Problem to solve
Scan the listing for "BrokerConfig" and copy out each line that has it.
[Study material — start]
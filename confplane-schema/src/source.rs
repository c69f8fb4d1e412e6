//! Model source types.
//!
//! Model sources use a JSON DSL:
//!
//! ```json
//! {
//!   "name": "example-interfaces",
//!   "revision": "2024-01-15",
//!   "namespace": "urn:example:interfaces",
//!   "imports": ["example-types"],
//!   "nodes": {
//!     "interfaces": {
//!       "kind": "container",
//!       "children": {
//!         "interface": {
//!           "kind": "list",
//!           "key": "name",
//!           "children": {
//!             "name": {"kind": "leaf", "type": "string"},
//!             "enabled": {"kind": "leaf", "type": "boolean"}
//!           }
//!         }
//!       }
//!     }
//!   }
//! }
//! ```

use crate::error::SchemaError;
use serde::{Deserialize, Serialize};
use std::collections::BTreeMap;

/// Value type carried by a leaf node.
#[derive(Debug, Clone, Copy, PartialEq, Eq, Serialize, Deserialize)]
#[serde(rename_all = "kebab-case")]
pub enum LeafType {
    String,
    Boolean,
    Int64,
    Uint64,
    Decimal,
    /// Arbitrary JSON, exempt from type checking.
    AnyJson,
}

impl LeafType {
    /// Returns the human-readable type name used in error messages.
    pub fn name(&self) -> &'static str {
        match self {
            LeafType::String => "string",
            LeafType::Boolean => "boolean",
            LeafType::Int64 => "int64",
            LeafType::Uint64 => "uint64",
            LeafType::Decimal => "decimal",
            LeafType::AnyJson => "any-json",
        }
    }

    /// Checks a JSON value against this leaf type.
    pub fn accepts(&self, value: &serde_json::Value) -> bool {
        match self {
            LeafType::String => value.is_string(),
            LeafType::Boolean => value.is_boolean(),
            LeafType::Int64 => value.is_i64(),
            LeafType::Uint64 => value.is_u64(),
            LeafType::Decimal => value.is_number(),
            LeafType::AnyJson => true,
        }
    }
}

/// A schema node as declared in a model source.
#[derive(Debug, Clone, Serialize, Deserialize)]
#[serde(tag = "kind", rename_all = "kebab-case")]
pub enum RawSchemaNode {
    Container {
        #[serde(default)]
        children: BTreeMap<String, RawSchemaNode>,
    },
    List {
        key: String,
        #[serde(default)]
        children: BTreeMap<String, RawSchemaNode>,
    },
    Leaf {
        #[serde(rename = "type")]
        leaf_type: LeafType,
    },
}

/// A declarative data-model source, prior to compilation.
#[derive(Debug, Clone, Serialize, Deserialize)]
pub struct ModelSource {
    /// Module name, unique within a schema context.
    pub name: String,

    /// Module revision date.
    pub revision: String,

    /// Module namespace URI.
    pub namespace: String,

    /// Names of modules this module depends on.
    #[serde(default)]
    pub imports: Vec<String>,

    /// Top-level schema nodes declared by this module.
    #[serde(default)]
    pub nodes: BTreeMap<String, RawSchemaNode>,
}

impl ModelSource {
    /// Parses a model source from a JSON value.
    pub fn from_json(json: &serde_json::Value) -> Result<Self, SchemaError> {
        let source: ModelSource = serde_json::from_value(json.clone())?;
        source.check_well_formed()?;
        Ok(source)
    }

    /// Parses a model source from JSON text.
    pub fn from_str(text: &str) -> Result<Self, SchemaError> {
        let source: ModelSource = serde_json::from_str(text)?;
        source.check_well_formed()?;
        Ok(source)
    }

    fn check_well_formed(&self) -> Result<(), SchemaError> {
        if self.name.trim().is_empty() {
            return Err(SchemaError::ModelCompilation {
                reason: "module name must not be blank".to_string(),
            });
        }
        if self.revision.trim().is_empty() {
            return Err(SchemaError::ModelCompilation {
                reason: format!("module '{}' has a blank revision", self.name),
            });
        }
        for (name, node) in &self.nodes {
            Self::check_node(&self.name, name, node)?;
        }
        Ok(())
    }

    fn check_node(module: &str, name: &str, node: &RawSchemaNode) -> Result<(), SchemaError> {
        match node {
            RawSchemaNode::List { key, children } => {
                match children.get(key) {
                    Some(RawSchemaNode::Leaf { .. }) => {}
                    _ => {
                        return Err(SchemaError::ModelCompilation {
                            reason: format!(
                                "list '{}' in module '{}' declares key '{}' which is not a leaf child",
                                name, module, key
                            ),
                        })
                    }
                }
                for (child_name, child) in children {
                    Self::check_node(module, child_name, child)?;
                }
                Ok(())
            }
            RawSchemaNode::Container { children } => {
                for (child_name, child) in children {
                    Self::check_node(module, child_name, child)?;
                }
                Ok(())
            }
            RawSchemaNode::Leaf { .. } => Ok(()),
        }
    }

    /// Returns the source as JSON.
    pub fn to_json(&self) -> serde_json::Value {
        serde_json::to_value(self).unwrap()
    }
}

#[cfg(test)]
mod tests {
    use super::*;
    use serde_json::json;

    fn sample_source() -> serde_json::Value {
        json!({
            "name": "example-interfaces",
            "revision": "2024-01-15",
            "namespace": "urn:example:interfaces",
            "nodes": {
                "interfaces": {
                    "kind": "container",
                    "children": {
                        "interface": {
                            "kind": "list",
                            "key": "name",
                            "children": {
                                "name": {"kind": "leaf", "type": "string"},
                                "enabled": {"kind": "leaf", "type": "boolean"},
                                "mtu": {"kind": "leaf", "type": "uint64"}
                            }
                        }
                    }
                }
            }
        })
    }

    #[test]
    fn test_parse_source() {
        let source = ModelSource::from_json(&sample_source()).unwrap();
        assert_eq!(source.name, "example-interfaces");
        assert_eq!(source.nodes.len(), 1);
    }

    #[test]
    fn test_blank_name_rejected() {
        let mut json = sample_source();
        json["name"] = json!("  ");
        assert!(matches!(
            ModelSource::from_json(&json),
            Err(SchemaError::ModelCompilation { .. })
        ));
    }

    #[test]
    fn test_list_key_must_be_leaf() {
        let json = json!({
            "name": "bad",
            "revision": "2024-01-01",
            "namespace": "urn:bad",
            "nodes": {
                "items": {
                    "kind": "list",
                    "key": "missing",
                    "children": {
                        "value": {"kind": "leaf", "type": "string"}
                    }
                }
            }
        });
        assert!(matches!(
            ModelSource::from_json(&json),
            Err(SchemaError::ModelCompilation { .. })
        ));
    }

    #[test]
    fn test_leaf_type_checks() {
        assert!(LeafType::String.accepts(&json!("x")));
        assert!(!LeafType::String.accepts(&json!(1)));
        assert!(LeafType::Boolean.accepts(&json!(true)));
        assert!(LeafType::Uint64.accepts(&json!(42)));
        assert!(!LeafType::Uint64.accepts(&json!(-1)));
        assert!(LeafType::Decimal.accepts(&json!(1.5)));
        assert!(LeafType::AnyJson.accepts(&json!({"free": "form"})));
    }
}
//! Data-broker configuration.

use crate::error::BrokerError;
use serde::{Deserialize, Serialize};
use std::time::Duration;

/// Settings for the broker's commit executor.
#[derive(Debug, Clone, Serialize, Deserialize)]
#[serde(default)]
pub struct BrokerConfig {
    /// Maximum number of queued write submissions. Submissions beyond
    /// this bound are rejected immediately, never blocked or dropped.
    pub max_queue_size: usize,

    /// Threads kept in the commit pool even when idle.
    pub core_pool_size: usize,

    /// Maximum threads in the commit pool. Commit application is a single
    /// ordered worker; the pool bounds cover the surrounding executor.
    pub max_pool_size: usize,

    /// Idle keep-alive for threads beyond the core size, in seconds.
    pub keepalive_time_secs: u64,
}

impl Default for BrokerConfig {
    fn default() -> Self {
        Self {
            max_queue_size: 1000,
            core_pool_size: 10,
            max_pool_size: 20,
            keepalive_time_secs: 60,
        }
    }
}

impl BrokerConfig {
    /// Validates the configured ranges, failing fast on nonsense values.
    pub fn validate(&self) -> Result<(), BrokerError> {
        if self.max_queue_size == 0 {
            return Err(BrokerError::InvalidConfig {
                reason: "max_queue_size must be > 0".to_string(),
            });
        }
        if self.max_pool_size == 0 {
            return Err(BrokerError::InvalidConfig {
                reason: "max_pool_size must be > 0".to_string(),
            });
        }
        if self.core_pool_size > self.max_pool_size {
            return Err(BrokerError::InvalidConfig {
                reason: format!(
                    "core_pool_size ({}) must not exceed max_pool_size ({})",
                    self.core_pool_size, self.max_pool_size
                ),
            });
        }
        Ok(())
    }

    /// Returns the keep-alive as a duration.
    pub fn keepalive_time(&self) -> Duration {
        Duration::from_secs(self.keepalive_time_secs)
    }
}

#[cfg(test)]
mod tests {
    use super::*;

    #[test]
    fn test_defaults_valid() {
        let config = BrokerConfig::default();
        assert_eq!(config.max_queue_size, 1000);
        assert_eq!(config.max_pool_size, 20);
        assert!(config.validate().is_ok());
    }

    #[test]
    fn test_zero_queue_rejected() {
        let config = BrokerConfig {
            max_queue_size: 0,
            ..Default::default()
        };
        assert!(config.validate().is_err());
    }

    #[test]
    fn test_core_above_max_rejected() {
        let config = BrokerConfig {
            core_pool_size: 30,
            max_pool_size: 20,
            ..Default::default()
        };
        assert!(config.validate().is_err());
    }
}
[Study material — finish]
Result below
pub struct BrokerConfig {
impl Default for BrokerConfig {
impl BrokerConfig {
        let config = BrokerConfig::default();
        let config = BrokerConfig {
        let config = BrokerConfig {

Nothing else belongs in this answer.